Imediatamente, ele acrescentou:
— Alguns amigos já me ajudaram a reunir o capital, a verba é suficiente para rodar nessa fase.
Na verdade, ainda faltava um pouco de dinheiro, mas ele já tinha a estratégia pronta: bastava ir para casa e fazer um dengo para a mãe que resolveria.
Renan, ao ouvir isso, não insistiu. Apenas respondeu calmamente:
— Parece que me preocupei à toa. Não tem problema.
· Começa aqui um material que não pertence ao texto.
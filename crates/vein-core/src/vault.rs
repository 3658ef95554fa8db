//! Vault catalog
//!
//! The static, versioned table of vault definitions (tier x duration). The
//! catalog is an immutable configuration object built once at process start
//! and handed to consumers by reference or `Arc` - never a mutable
//! module-level singleton. Definitions may be soft-deactivated but are never
//! mutated once investments reference them.

use crate::error::{Result, VeinError};
use crate::types::{BoostTerms, PayoutSchedule, VaultId, VaultTier};
use once_cell::sync::Lazy;
use serde::{Deserialize, Serialize};
use std::collections::BTreeMap;

/// A fixed-term, fixed-tier investment product definition
#[derive(Clone, Debug, PartialEq, Serialize, Deserialize)]
pub struct VaultDefinition {
    /// Catalog identifier
    pub id: VaultId,

    /// Tier
    pub tier: VaultTier,

    /// Term length in calendar months
    pub duration_months: u32,

    /// Payout cadence
    pub payout_schedule: PayoutSchedule,

    /// Minimum principal
    pub min_investment: f64,

    /// Maximum principal
    pub max_investment: f64,

    /// APY with no boost applied
    pub base_apy: f64,

    /// APY ceiling with full boost
    pub max_apy: f64,

    /// Relative mining weight (baseline 100)
    pub mining_power: f64,

    /// Whether a proportional KARAT deposit is mandatory
    #[serde(default)]
    pub requires_karat: bool,

    /// Units of KARAT required per 100 units of principal
    #[serde(default)]
    pub karat_ratio: Option<f64>,

    /// Boost economics for this vault
    #[serde(default)]
    pub boost_terms: BoostTerms,

    /// Soft-deactivation flag; inactive vaults accept no new deposits
    #[serde(default = "default_is_active")]
    pub is_active: bool,
}

fn default_is_active() -> bool {
    true
}

impl VaultDefinition {
    /// Check the definition's invariants
    pub fn validate(&self) -> Result<()> {
        if self.max_apy < self.base_apy {
            return Err(VeinError::ApyBoundsInverted {
                id: self.id,
                base_apy: self.base_apy,
                max_apy: self.max_apy,
            });
        }
        if self.min_investment > self.max_investment {
            return Err(VeinError::InvestmentBoundsInverted {
                id: self.id,
                min: self.min_investment,
                max: self.max_investment,
            });
        }
        if self.requires_karat && self.karat_ratio.map_or(true, |r| r <= 0.0) {
            return Err(VeinError::MissingKaratRatio { id: self.id });
        }
        Ok(())
    }
}

/// Immutable table of vault definitions, keyed by id
#[derive(Clone, Debug)]
pub struct VaultCatalog {
    vaults: BTreeMap<VaultId, VaultDefinition>,
}

impl VaultCatalog {
    /// Build a catalog, validating every definition and rejecting duplicates
    pub fn new(definitions: Vec<VaultDefinition>) -> Result<Self> {
        let mut vaults = BTreeMap::new();
        for def in definitions {
            def.validate()?;
            if vaults.insert(def.id, def.clone()).is_some() {
                return Err(VeinError::DuplicateVault(def.id));
            }
        }
        Ok(Self { vaults })
    }

    /// The built-in default catalog with default boost terms
    pub fn builtin() -> Self {
        BUILTIN_CATALOG.clone()
    }

    /// The built-in default catalog with platform-wide boost terms applied
    pub fn builtin_with_terms(terms: BoostTerms) -> Self {
        let mut catalog = BUILTIN_CATALOG.clone();
        for def in catalog.vaults.values_mut() {
            def.boost_terms = terms;
        }
        catalog
    }

    /// Look up a vault definition
    pub fn vault(&self, id: VaultId) -> Result<&VaultDefinition> {
        self.vaults.get(&id).ok_or(VeinError::VaultNotFound(id))
    }

    /// Iterate over all definitions in id order
    pub fn all_vaults(&self) -> impl Iterator<Item = &VaultDefinition> {
        self.vaults.values()
    }

    /// Iterate over definitions still open for deposits
    pub fn active_vaults(&self) -> impl Iterator<Item = &VaultDefinition> {
        self.vaults.values().filter(|v| v.is_active)
    }

    /// Number of definitions
    pub fn len(&self) -> usize {
        self.vaults.len()
    }

    /// Whether the catalog is empty
    pub fn is_empty(&self) -> bool {
        self.vaults.is_empty()
    }

    /// KARAT units the vault demands for a given principal
    ///
    /// Zero when the vault has no KARAT requirement.
    pub fn required_karat_amount(&self, id: VaultId, principal: f64) -> Result<f64> {
        let vault = self.vault(id)?;
        if !vault.requires_karat {
            return Ok(0.0);
        }
        let ratio = vault.karat_ratio.unwrap_or(0.0);
        Ok((principal / 100.0) * ratio)
    }

    /// Check a deposit amount against the vault's principal bounds
    pub fn validate_principal(&self, id: VaultId, amount: f64) -> Result<()> {
        let vault = self.vault(id)?;
        if amount < vault.min_investment {
            return Err(VeinError::BelowMinimumInvestment {
                amount,
                minimum: vault.min_investment,
            });
        }
        if amount > vault.max_investment {
            return Err(VeinError::AboveMaximumInvestment {
                amount,
                maximum: vault.max_investment,
            });
        }
        Ok(())
    }
}

/// Built-in tier x duration table
static BUILTIN_CATALOG: Lazy<VaultCatalog> = Lazy::new(|| {
    VaultCatalog::new(builtin_definitions()).expect("builtin catalog must be valid")
});

fn builtin_definitions() -> Vec<VaultDefinition> {
    vec![
        VaultDefinition {
            id: VaultId(1),
            tier: VaultTier::Starter,
            duration_months: 3,
            payout_schedule: PayoutSchedule::Monthly,
            min_investment: 100.0,
            max_investment: 10_000.0,
            base_apy: 5.0,
            max_apy: 8.0,
            mining_power: 100.0,
            requires_karat: false,
            karat_ratio: None,
            boost_terms: BoostTerms::default(),
            is_active: true,
        },
        VaultDefinition {
            id: VaultId(2),
            tier: VaultTier::Starter,
            duration_months: 6,
            payout_schedule: PayoutSchedule::Monthly,
            min_investment: 100.0,
            max_investment: 10_000.0,
            base_apy: 6.0,
            max_apy: 10.0,
            mining_power: 110.0,
            requires_karat: false,
            karat_ratio: None,
            boost_terms: BoostTerms::default(),
            is_active: true,
        },
        VaultDefinition {
            id: VaultId(3),
            tier: VaultTier::Pro,
            duration_months: 12,
            payout_schedule: PayoutSchedule::Monthly,
            min_investment: 1_000.0,
            max_investment: 50_000.0,
            base_apy: 8.0,
            max_apy: 14.0,
            mining_power: 200.0,
            requires_karat: true,
            karat_ratio: Some(5.0),
            boost_terms: BoostTerms::default(),
            is_active: true,
        },
        VaultDefinition {
            id: VaultId(4),
            tier: VaultTier::Pro,
            duration_months: 12,
            payout_schedule: PayoutSchedule::Quarterly,
            min_investment: 1_000.0,
            max_investment: 50_000.0,
            base_apy: 8.5,
            max_apy: 14.5,
            mining_power: 200.0,
            requires_karat: true,
            karat_ratio: Some(5.0),
            boost_terms: BoostTerms::default(),
            is_active: true,
        },
        VaultDefinition {
            id: VaultId(5),
            tier: VaultTier::Elite,
            duration_months: 24,
            payout_schedule: PayoutSchedule::Monthly,
            min_investment: 10_000.0,
            max_investment: 250_000.0,
            base_apy: 10.0,
            max_apy: 18.0,
            mining_power: 350.0,
            requires_karat: true,
            karat_ratio: Some(10.0),
            boost_terms: BoostTerms::default(),
            is_active: true,
        },
        VaultDefinition {
            id: VaultId(6),
            tier: VaultTier::Elite,
            duration_months: 36,
            payout_schedule: PayoutSchedule::EndOfTerm,
            min_investment: 25_000.0,
            max_investment: 1_000_000.0,
            base_apy: 12.0,
            max_apy: 20.0,
            mining_power: 350.0,
            requires_karat: true,
            karat_ratio: Some(10.0),
            boost_terms: BoostTerms::default(),
            is_active: true,
        },
    ]
}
Se no futuro tiver novos rumos na pesquisa, lembre-se de me avisar primeiro.
André adiantou-se, deu um tapinha no ombro de Mark e brincou:
— Você tem muita sorte, garoto. O Diretor Campos sempre valoriza talentos, e os recursos que ele tem não são para qualquer um. Cair nas graças dele é uma bênção.
— Vou me lembrar disso, Diretor Campos. Se tiver novas ideias, com certeza falarei com o senhor primeiro.
Mark concordou, mantendo uma atitude respeitosa, mas na medida certa.
Enquanto conversavam, os três entraram no laboratório. A escala não era grande; contando com Mark, a equipe não passava de três pessoas. No entanto, o layout interno era muito bem organizado e os equipamentos eram de ponta e completos, mostrando a dedicação do dono à pesquisa.
Depois de ver tudo, André não resistiu e provocou Renan:
— Se eu tivesse esse capital e essas condições na minha época, talvez não tivesse aceitado trabalhar para você tão fácil.
Renan olhou para ele de lado, com um tom meio zombeteiro, meio convicto:
— Você devia agradecer por ter vindo comigo. Com esse seu gênio, passaria a vida inteira frustrado e sem reconhecimento.